Are rates of thermal niche evolution in cave beetles enough to cope with climate change?

Abstract

Climate change has become one of the main threats to global biodiversity. However, the extent to which species are threatened by climate change depends on how they respond to these new climatic conditions. They can disperse to more suitable locations, or they can cope through phenotypic plasticity and, ultimately, via evolutionary adaptation. Most of the studies of the evolutionary and biogeographical consequences of climatic change have been done with terrestrial, mainly vertebrate species. These models present some important uncertainties, as depending on the use of different microhabitats at different times within the same area the species can be exposed to a range of temperature or humidity sometimes much wider than the change predicted by the most pessimistic scenarios of climate change.
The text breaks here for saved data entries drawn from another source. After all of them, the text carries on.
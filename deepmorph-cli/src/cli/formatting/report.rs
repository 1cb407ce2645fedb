use super::output::{
    create_standard_table, header_cell, percent_cell, section_header, status_cell, tree,
};
use anyhow::Result;
use colored::*;
use comfy_table::Cell;
use deepmorph_bio::formats::fasta::FastaRecord;
use deepmorph_bio::sequence::MotifHit;
use deepmorph_bio::{AnalysisResult, ReferenceCatalog, SequenceMetrics};
use serde_json::{json, Value};

fn metadata(record: &FastaRecord) -> Value {
    json!({
        "generated": chrono::Utc::now().to_rfc3339(),
        "version": deepmorph_core::VERSION,
        "record": {
            "id": record.id,
            "description": record.description,
        },
    })
}

pub fn analysis_json(
    record: &FastaRecord,
    metrics: &SequenceMetrics,
    result: &AnalysisResult,
) -> Result<Value> {
    Ok(json!({
        "metadata": metadata(record),
        "metrics": serde_json::to_value(metrics)?,
        "result": serde_json::to_value(result)?,
    }))
}

pub fn metrics_json(
    record: &FastaRecord,
    metrics: &SequenceMetrics,
    motifs: &[MotifHit],
) -> Result<Value> {
    Ok(json!({
        "metadata": metadata(record),
        "metrics": serde_json::to_value(metrics)?,
        "motifs": serde_json::to_value(motifs)?,
    }))
}

/// A single report stays an object; several become an array
pub fn render_json(mut reports: Vec<Value>, pretty: bool) -> Result<String> {
    let value = if reports.len() == 1 {
        reports.remove(0)
    } else {
        Value::Array(reports)
    };
    let rendered = if pretty {
        serde_json::to_string_pretty(&value)?
    } else {
        serde_json::to_string(&value)?
    };
    Ok(rendered)
}

fn record_title(prefix: &str, record: &FastaRecord) -> String {
    match &record.description {
        Some(desc) => format!("{}: {} ({})", prefix, record.id, desc),
        None => format!("{}: {}", prefix, record.id),
    }
}

fn metric_items(metrics: &SequenceMetrics) -> Vec<(&'static str, String)> {
    vec![
        ("Length", format!("{} bp", metrics.length)),
        ("GC content", format!("{}%", metrics.gc_content)),
        ("Conserved motifs", metrics.conserved_motif_count.to_string()),
    ]
}

pub fn print_analysis(record: &FastaRecord, metrics: &SequenceMetrics, result: &AnalysisResult) {
    section_header(&record_title("Analysis", record));

    let mut summary = vec![
        ("Total clusters", result.total_clusters.to_string()),
        ("Known species", result.known_species.to_string().green().to_string()),
        (
            "Novel candidates",
            result.novel_candidates.to_string().magenta().to_string(),
        ),
        ("Processing time", format!("{}s", result.processing_time)),
    ];
    summary.extend(metric_items(metrics));
    tree(&summary);

    let mut table = create_standard_table();
    table.set_header(vec![
        header_cell("Cluster"),
        header_cell("Organism"),
        header_cell("Status"),
        header_cell("Confidence"),
        header_cell("Abundance"),
        header_cell("GC"),
        header_cell("Motifs"),
        header_cell("Ecological role"),
    ]);

    for cluster in &result.species {
        table.add_row(vec![
            Cell::new(&cluster.cluster_name),
            Cell::new(format!(
                "{}\n{}",
                cluster.profile.scientific_name, cluster.profile.common_name
            )),
            status_cell(cluster.status),
            percent_cell(cluster.confidence, 90),
            Cell::new(format!("{}%", cluster.abundance)),
            Cell::new(format!("{}%", cluster.sequence_info.gc_content)),
            Cell::new(cluster.sequence_info.conserved_motif_count),
            Cell::new(&cluster.profile.ecological_role),
        ]);
    }
    println!("{}", table);

    let total = result.abundance_total();
    if total != 100 {
        println!(
            "{}",
            format!("Abundances are rounded independently and sum to {}%", total).dimmed()
        );
    }
}

pub fn print_metrics(record: &FastaRecord, metrics: &SequenceMetrics, motifs: &[MotifHit]) {
    section_header(&record_title("Metrics", record));
    tree(&metric_items(metrics));

    let mut table = create_standard_table();
    table.set_header(vec![
        header_cell("Motif"),
        header_cell("Pattern"),
        header_cell("Matches"),
    ]);
    for hit in motifs {
        table.add_row(vec![
            Cell::new(&hit.name),
            Cell::new(&hit.pattern),
            Cell::new(hit.count),
        ]);
    }
    println!("{}", table);
}

pub fn print_catalog(catalog: &ReferenceCatalog, source: &str) {
    section_header("Reference catalog");
    tree(&[
        ("Source", source.to_string()),
        ("Known profiles", catalog.known().len().to_string()),
        ("Novel candidates", catalog.novel().len().to_string()),
    ]);

    let mut table = create_standard_table();
    table.set_header(vec![
        header_cell("Status"),
        header_cell("Scientific name"),
        header_cell("Common name"),
        header_cell("Group"),
        header_cell("Bioactive compounds"),
    ]);

    let rows = catalog
        .known()
        .iter()
        .map(|p| (deepmorph_bio::ClusterStatus::Known, p))
        .chain(
            catalog
                .novel()
                .iter()
                .map(|p| (deepmorph_bio::ClusterStatus::Novel, p)),
        );
    for (status, profile) in rows {
        table.add_row(vec![
            status_cell(status),
            Cell::new(&profile.scientific_name),
            Cell::new(&profile.common_name),
            Cell::new(&profile.phylogenetic_group),
            Cell::new(profile.biosynthetic_potential.compounds.join(", ")),
        ]);
    }
    println!("{}", table);
}
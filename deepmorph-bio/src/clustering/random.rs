use rand::rngs::{StdRng, ThreadRng};
use rand::{Rng, SeedableRng};

/// Source of uniform draws in `[0, 1)`.
///
/// Every integer the engine samples is derived as `floor(unit * n)`, so a
/// scripted source fully determines an analysis.
pub trait RandomSource {
    fn next_unit(&mut self) -> f64;

    /// Uniform index in `0..n`; returns 0 when `n` is 0
    fn pick(&mut self, n: usize) -> usize {
        if n == 0 {
            return 0;
        }
        let index = (self.next_unit() * n as f64).floor() as usize;
        index.min(n - 1)
    }

    /// Fisher-Yates shuffle consuming `len - 1` draws, from the back
    fn shuffle<T>(&mut self, items: &mut [T])
    where
        Self: Sized,
    {
        for i in (1..items.len()).rev() {
            let j = self.pick(i + 1);
            items.swap(i, j);
        }
    }
}

/// Adapter over any `rand` generator
#[derive(Debug, Clone)]
pub struct RngSource<R: Rng>(R);

impl<R: Rng> RngSource<R> {
    pub fn new(rng: R) -> Self {
        Self(rng)
    }
}

impl RngSource<ThreadRng> {
    /// OS-seeded; results differ between calls
    pub fn thread() -> Self {
        Self(rand::thread_rng())
    }
}

impl RngSource<StdRng> {
    pub fn seeded(seed: u64) -> Self {
        Self(StdRng::seed_from_u64(seed))
    }
}

impl<R: Rng> RandomSource for RngSource<R> {
    fn next_unit(&mut self) -> f64 {
        self.0.gen::<f64>()
    }
}

/// Replays a fixed list of unit draws, wrapping around when exhausted
#[derive(Debug, Clone)]
pub struct ScriptedSource {
    draws: Vec<f64>,
    cursor: usize,
}

impl ScriptedSource {
    /// Values are clamped into `[0, 1)`. An empty script always yields 0.
    pub fn new(draws: Vec<f64>) -> Self {
        let draws = draws
            .into_iter()
            .map(|d| d.clamp(0.0, 1.0 - f64::EPSILON))
            .collect();
        Self { draws, cursor: 0 }
    }

    /// Number of draws handed out so far
    pub fn consumed(&self) -> usize {
        self.cursor
    }
}

impl RandomSource for ScriptedSource {
    fn next_unit(&mut self) -> f64 {
        if self.draws.is_empty() {
            self.cursor += 1;
            return 0.0;
        }
        let value = self.draws[self.cursor % self.draws.len()];
        self.cursor += 1;
        value
    }
}

#[cfg(test)]
mod tests {
    use super::*;

    #[test]
    fn test_pick_maps_unit_interval_onto_indices() {
        let mut source = ScriptedSource::new(vec![0.0, 0.34, 0.67, 0.999]);
        assert_eq!(source.pick(3), 0);
        assert_eq!(source.pick(3), 1);
        assert_eq!(source.pick(3), 2);
        assert_eq!(source.pick(3), 2);
        assert_eq!(source.consumed(), 4);
    }

    #[test]
    fn test_pick_zero_is_zero() {
        let mut source = ScriptedSource::new(vec![0.5]);
        assert_eq!(source.pick(0), 0);
    }

    #[test]
    fn test_scripted_values_are_clamped() {
        let mut source = ScriptedSource::new(vec![1.5, -2.0]);
        assert_eq!(source.pick(10), 9);
        assert_eq!(source.pick(10), 0);
    }

    #[test]
    fn test_script_wraps_around() {
        let mut source = ScriptedSource::new(vec![0.1, 0.9]);
        let draws: Vec<f64> = (0..4).map(|_| source.next_unit()).collect();
        assert_eq!(draws, vec![0.1, 0.9, 0.1, 0.9]);
    }

    #[test]
    fn test_shuffle_with_zero_draws_rotates_front_element_back() {
        // j = 0 for every i: swaps (3,0), (2,0), (1,0)
        let mut items = vec!['a', 'b', 'c', 'd'];
        let mut source = ScriptedSource::new(vec![0.0]);
        source.shuffle(&mut items);
        assert_eq!(items, vec!['b', 'c', 'd', 'a']);
        assert_eq!(source.consumed(), 3);
    }

    #[test]
    fn test_shuffle_with_high_draws_keeps_order() {
        // j = i for every i: each swap is a no-op
        let mut items = vec![1, 2, 3, 4, 5];
        let mut source = ScriptedSource::new(vec![0.999]);
        source.shuffle(&mut items);
        assert_eq!(items, vec![1, 2, 3, 4, 5]);
    }

    #[test]
    fn test_seeded_sources_agree() {
        let mut a = RngSource::seeded(99);
        let mut b = RngSource::seeded(99);
        for _ in 0..16 {
            let x = a.next_unit();
            assert!((0.0..1.0).contains(&x));
            assert_eq!(x, b.next_unit());
        }
    }

    #[test]
    fn test_thread_source_stays_in_range() {
        let mut source = RngSource::thread();
        for _ in 0..1000 {
            assert!(source.pick(25) < 25);
        }
    }
}
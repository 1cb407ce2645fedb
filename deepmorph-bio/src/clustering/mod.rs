//! Cluster assignment: sampling catalog profiles into a scored, ordered result
//!
//! Every invocation builds a fresh [`AnalysisResult`]. Randomness is drawn
//! through [`RandomSource`] so tests can replay exact draw sequences.

pub mod engine;
pub mod normalization;
pub mod random;
pub mod types;

pub use engine::{cluster_label, ClusterAssigner};
pub use normalization::normalize_abundances;
pub use random::{RandomSource, RngSource, ScriptedSource};
pub use types::{AnalysisResult, ClusterAssignment, ClusterSequenceInfo, ClusterStatus};
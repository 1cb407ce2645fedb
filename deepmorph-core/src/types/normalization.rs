//! Abundance normalization strategies

use serde::{Deserialize, Serialize};
use std::fmt;

/// How raw per-cluster abundances are turned into integer percentages
#[derive(Debug, Clone, Copy, PartialEq, Eq, Serialize, Deserialize, Default)]
#[serde(rename_all = "kebab-case")]
#[cfg_attr(feature = "cli", derive(clap::ValueEnum))]
pub enum NormalizationMode {
    /// Round each share independently; the total may drift from 100 by up to
    /// one point per cluster
    #[default]
    Independent,
    /// Hamilton apportionment; the total is exactly 100
    LargestRemainder,
}

impl fmt::Display for NormalizationMode {
    fn fmt(&self, f: &mut fmt::Formatter<'_>) -> fmt::Result {
        match self {
            Self::Independent => write!(f, "independent"),
            Self::LargestRemainder => write!(f, "largest-remainder"),
        }
    }
}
The possibility of range movement tracking suitable habitats is also a confounding factor when trying to infer the conditions at which these species were subjected in the past. Here we present a system in which most of these uncertainties do not apply: the deep subterranean environment. The temperature of a cave is highly constant through the year and can be estimated from the mean annual temperature of the surface, and the humidity is always near to the saturation point. These conditions are homogeneous through all possible microhabitats within a cave system, and constant through the year. Most highly specialized cave species have also extremely narrow geographical ranges, which allows to trace their geographical movements through several cladogenetic processes. We focused on a well defined clade of troglobitic beetles of the tribe Leptodirini (Coleoptera, Leiodidae) living in the North-eastern Iberian Peninsula (from the Pyrenees to the coast of Catalonia), including ca. 140 taxa. Most of them are narrow endemic species with a well known distribution. We aim to estimate the rate of thermal niche evolution using two approaches: i) we first reconstructed a minimum rate of evolutionary change from a time calibrated phylogeny using only the current thermal niche of the species; and ii) we then introduced the constraint of the paleotemperatures of the areas occupied by these species during the Pleistocene glacial periods. We finally compare these rates with predicted rates of climate change from 2000 to 2100 for the same areas.